* **WORK ITEM**:
For the word "None", return each line of the data in which it occurs.

* **SOURCE MATERIAL**:
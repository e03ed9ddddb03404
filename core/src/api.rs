// Licensed to the Apache Software Foundation (ASF) under one
// or more contributor license agreements.  See the NOTICE file
// distributed with this work for additional information
// regarding copyright ownership.  The ASF licenses this file
// to you under the Apache License, Version 2.0 (the
// "License"); you may not use this file except in compliance
// with the License.  You may obtain a copy of the License at
//
//   http://www.apache.org/licenses/LICENSE-2.0
//
// Unless required by applicable law or agreed to in writing,
// software distributed under the License is distributed on an
// "AS IS" BASIS, WITHOUT WARRANTIES OR CONDITIONS OF ANY
// KIND, either express or implied.  See the License for the
// specific language governing permissions and limitations
// under the License.

use crate::time::DateTime;
use crate::{Context, Result};
use std::fmt::Debug;

/// ExpiringCredential is implemented by every credential a provider can return.
pub trait ExpiringCredential: Clone + Debug + Send + Sync + Unpin + 'static {
    /// The instant this credential stops being valid, `None` if it never expires.
    fn expires_at(&self) -> Option<DateTime>;

    /// Check whether the credential is expired at `now`.
    ///
    /// A credential is valid strictly before its expiration.
    fn is_expired(&self, now: DateTime) -> bool {
        match self.expires_at() {
            Some(expiration) => now >= expiration,
            None => false,
        }
    }
}

/// ProvideCredential is the trait implemented by every credential source.
///
/// The return value separates three outcomes:
///
/// - `Ok(Some(cred))`: the source produced a credential.
/// - `Ok(None)`: the source is not configured here, callers may try the next one.
/// - `Err(err)`: the source is configured but broken, or the remote call failed.
#[async_trait::async_trait]
pub trait ProvideCredential: Debug + Send + Sync + Unpin + 'static {
    /// Credential returned by this provider.
    type Credential: Send + Sync + Unpin + 'static;

    /// Load credential from current context.
    async fn provide_credential(&self, ctx: &Context) -> Result<Option<Self::Credential>>;
}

* **RESPONSE TO THIS TASK**:
    /// The instant this credential stops being valid, `None` if it never expires.
            None => false,
/// - `Ok(None)`: the source is not configured here, callers may try the next one.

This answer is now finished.